Por Ney Anderson
Sentir medo faz parte da condição humana. O mal pode ser percebido por meio de detalhes, como se observa nos contos de “Inventário de predadores domésticos”, de Verena Cavalcante, primeiro livro da escritora pela Darkside Books, especializada em publicações de terror. É verdade que existem muitas maldades explícitas, mas as situações cotidianas de espanto e horror povoam nas trivialidades na maioria das 26 narrativas presentes na obra. Como no conto “Ralo”, sobre a tia que está na casa de repouso e durante a visita das duas parentes tem uma atitude, no mínimo, repugnante. Ou a menina Dorotéia e o seu preconceito enraizado com os pobres e pessoas negras.
Nascida em uma família do interior de São Paulo, Verena Cavalcante se define como uma “leitora compulsiva” e inclui entre os seus autores favoritos os nomes de William Faulkner, Stephen King, Mariana Enríquez, Lygia Fagundes Telles, Raduan Nassar, Clarice Lispector, Angela Carter e Samanta Schweblin. “Minhas histórias nascem de lembranças do passado, de notícias lidas em jornais, de “causos” contados pelas minhas avós, de medos atávicos, de reflexões sobre a natureza humana, da observação dos insetos, da leitura de textos ocultistas e de coisas sombrias que vivem dentro de mim”, contou em entrevista ao blog da Darkside.

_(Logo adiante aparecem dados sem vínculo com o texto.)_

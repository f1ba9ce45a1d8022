//! SMTP メール送信実装
//!
//! lettre の `AsyncSmtpTransport` を使用し、STARTTLS で SMTP リレーへ送信する。
//! `SMTP_HOST` が未設定の場合は `EMAIL_SERVICE`（gmail / outlook / yahoo）から接続先を決める。

use async_trait::async_trait;
use lettre::{
    AsyncSmtpTransport,
    AsyncTransport,
    Tokio1Executor,
    message::{Message, MultiPart, SinglePart, header::ContentType},
    transport::smtp::authentication::Credentials,
};
use pgmanager_domain::notification::{EmailMessage, NotificationError};

use super::EmailSender;

/// 主要なメールサービスの SMTP リレーホスト
pub fn well_known_smtp_host(service: &str) -> Option<&'static str> {
    match service.trim().to_ascii_lowercase().as_str() {
        "gmail" => Some("smtp.gmail.com"),
        "outlook" | "hotmail" => Some("smtp-mail.outlook.com"),
        "yahoo" => Some("smtp.mail.yahoo.com"),
        _ => None,
    }
}

/// SMTP 接続設定
#[derive(Debug, Clone, PartialEq, Eq)]
pub struct SmtpSettings {
    pub host:         String,
    pub port:         u16,
    pub username:     String,
    pub password:     String,
    pub from_address: String,
}

/// SMTP メール送信
///
/// `lettre::AsyncSmtpTransport<Tokio1Executor>` をラップする。
pub struct SmtpEmailSender {
    transport:    AsyncSmtpTransport<Tokio1Executor>,
    from_address: String,
}

impl SmtpEmailSender {
    /// STARTTLS 接続の送信インスタンスを作成する
    ///
    /// 接続はこの時点では行わない（初回送信時に確立する）。
    pub fn new(settings: SmtpSettings) -> Result<Self, NotificationError> {
        let transport = AsyncSmtpTransport::<Tokio1Executor>::starttls_relay(&settings.host)
            .map_err(|e| NotificationError::SendFailed(format!("SMTP リレー設定失敗: {e}")))?
            .port(settings.port)
            .credentials(Credentials::new(settings.username, settings.password))
            .build();

        Ok(Self {
            transport,
            from_address: settings.from_address,
        })
    }

    fn build_message(&self, email: &EmailMessage) -> Result<Message, NotificationError> {
        Message::builder()
            .from(
                self.from_address
                    .parse()
                    .map_err(|e| NotificationError::SendFailed(format!("送信元アドレス不正: {e}")))?,
            )
            .to(email
                .to
                .parse()
                .map_err(|e| NotificationError::SendFailed(format!("宛先アドレス不正: {e}")))?)
            .subject(&email.subject)
            .message_id(None)
            .multipart(
                MultiPart::alternative()
                    .singlepart(
                        SinglePart::builder()
                            .header(ContentType::TEXT_PLAIN)
                            .body(email.text_body.clone()),
                    )
                    .singlepart(
                        SinglePart::builder()
                            .header(ContentType::TEXT_HTML)
                            .body(email.html_body.clone()),
                    ),
            )
            .map_err(|e| NotificationError::SendFailed(format!("メッセージ構築失敗: {e}")))
    }
}

#[async_trait]
impl EmailSender for SmtpEmailSender {
    async fn send_email(&self, email: &EmailMessage) -> Result<String, NotificationError> {
        let message = self.build_message(email)?;
        let message_id = message
            .headers()
            .get_raw("Message-ID")
            .unwrap_or_default()
            .to_string();

        self.transport
            .send(message)
            .await
            .map_err(|e| NotificationError::SendFailed(format!("SMTP 送信失敗: {e}")))?;

        Ok(message_id)
    }
}
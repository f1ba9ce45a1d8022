//! SES メール送信実装
//!
//! AWS SES v2 API を使用してメールを送信する。

use async_trait::async_trait;
use aws_sdk_sesv2::{
    Client,
    types::{Body, Content, Destination, EmailContent, Message},
};
use pgmanager_domain::notification::{EmailMessage, NotificationError};

use super::EmailSender;

/// SES メール送信
///
/// `aws_sdk_sesv2::Client` をラップする。
pub struct SesEmailSender {
    client:       Client,
    from_address: String,
}

impl SesEmailSender {
    /// # 引数
    ///
    /// - `client`: AWS SES v2 クライアント
    /// - `from_address`: 送信元メールアドレス（SES で検証済みであること）
    pub fn new(client: Client, from_address: String) -> Self {
        Self {
            client,
            from_address,
        }
    }
}

fn content(data: &str, part: &str) -> Result<Content, NotificationError> {
    Content::builder()
        .data(data)
        .charset("UTF-8")
        .build()
        .map_err(|e| NotificationError::SendFailed(format!("{part}構築失敗: {e}")))
}

#[async_trait]
impl EmailSender for SesEmailSender {
    async fn send_email(&self, email: &EmailMessage) -> Result<String, NotificationError> {
        let destination = Destination::builder().to_addresses(&email.to).build();

        let message = Message::builder()
            .subject(content(&email.subject, "件名")?)
            .body(
                Body::builder()
                    .html(content(&email.html_body, "HTML 本文")?)
                    .text(content(&email.text_body, "テキスト本文")?)
                    .build(),
            )
            .build();

        let output = self
            .client
            .send_email()
            .from_email_address(&self.from_address)
            .destination(destination)
            .content(EmailContent::builder().simple(message).build())
            .send()
            .await
            .map_err(|e| NotificationError::SendFailed(format!("SES 送信失敗: {e}")))?;

        Ok(output.message_id().unwrap_or_default().to_string())
    }
}

#[cfg(test)]
mod tests {
    use super::*;

    #[test]
    fn トレイトはsendとsyncを実装している() {
        fn assert_send_sync<T: Send + Sync>() {}
        assert_send_sync::<SesEmailSender>();
    }

    #[test]
    fn 本文パーツを構築できる() {
        let part = content("₹8,000", "件名").unwrap();
        assert_eq!(part.data(), "₹8,000");
    }
}
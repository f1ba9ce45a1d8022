//! # リマインダースケジューラー
//!
//! cron 式に従って [`ReminderJob`] を定期実行するバックグラウンドタスクを所有する。
//!
//! - 次回の実行時刻は設定タイムゾーンでの現在時刻（[`Clock`]）から計算する
//! - 5 フィールドの cron 式（分 時 日 月 曜日）は秒フィールド `0` を補って解釈する
//! - 開発環境では起動から `startup_delay` 後に 1 回だけ追加で実行する
//! - `stop()` で停止シグナルを送り、タスクの終了を待つ。`stop()` せずに破棄した場合はタスクを中断する

use std::{str::FromStr, sync::Arc, time::Duration};

use chrono::DateTime;
use chrono_tz::Tz;
use cron::Schedule;
use pgmanager_domain::clock::Clock;
use thiserror::Error;
use tokio::{
    sync::{Mutex, watch},
    task::JoinHandle,
};

use crate::usecase::{ReminderJob, ReminderJobError};

/// スケジューラーのエラー
#[derive(Debug, Error)]
pub enum SchedulerError {
    #[error("cron 式 `{expression}` が不正です: {reason}")]
    InvalidSchedule { expression: String, reason: String },

    #[error("スケジューラーは既に起動しています")]
    AlreadyStarted,
}

struct RunningTask {
    shutdown: watch::Sender<bool>,
    handle:   JoinHandle<()>,
}

/// リマインダースケジューラー
pub struct ReminderScheduler {
    job:           Arc<ReminderJob>,
    schedule:      Schedule,
    timezone:      Tz,
    clock:         Arc<dyn Clock>,
    startup_delay: Option<Duration>,
    running:       Mutex<Option<RunningTask>>,
}

impl ReminderScheduler {
    /// cron 式を解釈してスケジューラーを作る（まだ起動しない）
    pub fn new(
        job: Arc<ReminderJob>,
        expression: &str,
        timezone: Tz,
        clock: Arc<dyn Clock>,
        startup_delay: Option<Duration>,
    ) -> Result<Self, SchedulerError> {
        let schedule = parse_schedule(expression)?;

        Ok(Self {
            job,
            schedule,
            timezone,
            clock,
            startup_delay,
            running: Mutex::new(None),
        })
    }

    /// 現在時刻より後の次回実行時刻
    pub fn next_fire_time(&self) -> Option<DateTime<Tz>> {
        next_fire_time(&self.schedule, self.clock.as_ref(), self.timezone)
    }

    /// バックグラウンドタスクを起動する
    pub async fn start(&self) -> Result<(), SchedulerError> {
        let mut running = self.running.lock().await;
        if running.as_ref().is_some_and(|task| !task.handle.is_finished()) {
            return Err(SchedulerError::AlreadyStarted);
        }

        let (shutdown, shutdown_rx) = watch::channel(false);
        let handle = tokio::spawn(run_loop(
            self.job.clone(),
            self.schedule.clone(),
            self.timezone,
            self.clock.clone(),
            self.startup_delay,
            shutdown_rx,
        ));

        tracing::info!(
            schedule = %self.schedule,
            timezone = %self.timezone,
            next_run = ?self.next_fire_time(),
            startup_delay_secs = self.startup_delay.map(|d| d.as_secs()),
            "リマインダースケジューラーを起動しました"
        );

        *running = Some(RunningTask { shutdown, handle });
        Ok(())
    }

    /// 停止シグナルを送り、実行中のジョブがあれば完了を待つ
    pub async fn stop(&self) {
        let Some(task) = self.running.lock().await.take() else {
            return;
        };

        // 受信側がすでに終了していれば送信に失敗するが、その場合も join するだけでよい
        let _ = task.shutdown.send(true);
        if let Err(e) = task.handle.await {
            tracing::warn!("スケジューラータスクが異常終了しました: {e}");
        }

        tracing::info!("リマインダースケジューラーを停止しました");
    }

    /// バックグラウンドタスクが動作中か
    pub async fn is_running(&self) -> bool {
        self.running
            .lock()
            .await
            .as_ref()
            .is_some_and(|task| !task.handle.is_finished())
    }
}

impl Drop for ReminderScheduler {
    fn drop(&mut self) {
        if let Some(task) = self.running.get_mut().take() {
            task.handle.abort();
        }
    }
}

/// 5 フィールドの cron 式には秒フィールドを補う
fn normalize_expression(expression: &str) -> String {
    let expression = expression.trim();
    if expression.split_whitespace().count() == 5 {
        format!("0 {expression}")
    } else {
        expression.to_string()
    }
}

fn parse_schedule(expression: &str) -> Result<Schedule, SchedulerError> {
    Schedule::from_str(&normalize_expression(expression)).map_err(|e| {
        SchedulerError::InvalidSchedule {
            expression: expression.to_string(),
            reason:     e.to_string(),
        }
    })
}

fn next_fire_time(schedule: &Schedule, clock: &dyn Clock, timezone: Tz) -> Option<DateTime<Tz>> {
    let now = clock.now().with_timezone(&timezone);
    schedule.after(&now).next()
}

async fn run_loop(
    job: Arc<ReminderJob>,
    schedule: Schedule,
    timezone: Tz,
    clock: Arc<dyn Clock>,
    startup_delay: Option<Duration>,
    mut shutdown: watch::Receiver<bool>,
) {
    if let Some(delay) = startup_delay {
        tokio::select! {
            () = tokio::time::sleep(delay) => run_job(&job, "startup").await,
            _ = shutdown.changed() => return,
        }
    }

    loop {
        let Some(next) = next_fire_time(&schedule, clock.as_ref(), timezone) else {
            tracing::warn!(schedule = %schedule, "次回の実行時刻がありません。スケジューラーを終了します");
            return;
        };
        let wait = (next.with_timezone(&chrono::Utc) - clock.now())
            .to_std()
            .unwrap_or_default();

        tracing::debug!(next_run = %next, wait_secs = wait.as_secs(), "次回のリマインダージョブを待機します");

        tokio::select! {
            () = tokio::time::sleep(wait) => run_job(&job, "schedule").await,
            _ = shutdown.changed() => return,
        }
    }
}

async fn run_job(job: &ReminderJob, trigger: &'static str) {
    tracing::info!(trigger, "リマインダージョブを実行します");

    match job.run().await {
        Ok(_) => {}
        Err(ReminderJobError::AlreadyRunning) => {
            tracing::warn!(trigger, "前回のリマインダージョブが実行中のため、今回の実行を見送りました");
        }
        // データソースのエラーはジョブ側でログ出力済み
        Err(ReminderJobError::Source(_)) => {}
    }
}
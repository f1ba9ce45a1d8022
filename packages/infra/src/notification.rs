//! # メール送信
//!
//! リマインダーメールの送信を担当するインフラストラクチャモジュール。
//!
//! ## 設計方針
//!
//! - **trait による抽象化**: `EmailSender` trait でメール送信を抽象化
//! - **3 つの実装**: SMTP（Gmail 等のリレー）、SES（本番用）、Noop（ローカル確認用）
//! - **環境変数切替**: `EMAIL_BACKEND` でランタイム選択

mod noop;
mod ses;
mod smtp;

use async_trait::async_trait;
pub use noop::NoopEmailSender;
use pgmanager_domain::notification::{EmailMessage, NotificationError};
pub use ses::SesEmailSender;
pub use smtp::{SmtpEmailSender, SmtpSettings, well_known_smtp_host};

/// メール送信トレイト
///
/// 送信に成功したらプロバイダのメッセージ ID を返す。
#[async_trait]
pub trait EmailSender: Send + Sync {
    /// メールを送信する
    async fn send_email(&self, email: &EmailMessage) -> Result<String, NotificationError>;
}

São contos recheados de revolta e perversão. A humanidade trabalhada no livro não é apenas ácida, mas corrosiva até o osso. Os diálogos internos, os pensamentos, as frases bem colocadas mostram uma brutalidade instintiva, por vezes ressentida e represada, desaguando quase sempre em eventos catastróficos e trágicos. Dessas tragédias íntimas e particulares que têm o poder interno de uma bomba nuclear. Textos urdidos em uma espécie de ferro em brasa, que machuca, amedronta e, sobretudo, marca profundamente.
As crianças são as principais narradoras dos contos, por isso impera no livro o medo genuíno, primário, na sua forma “inocente”, nas coisas simples e aparentemente sem importância. Criar personagens infantis, aliás, com dilemas, receios e perversões, não é tarefa simples, mas a autora se saiu muito bem.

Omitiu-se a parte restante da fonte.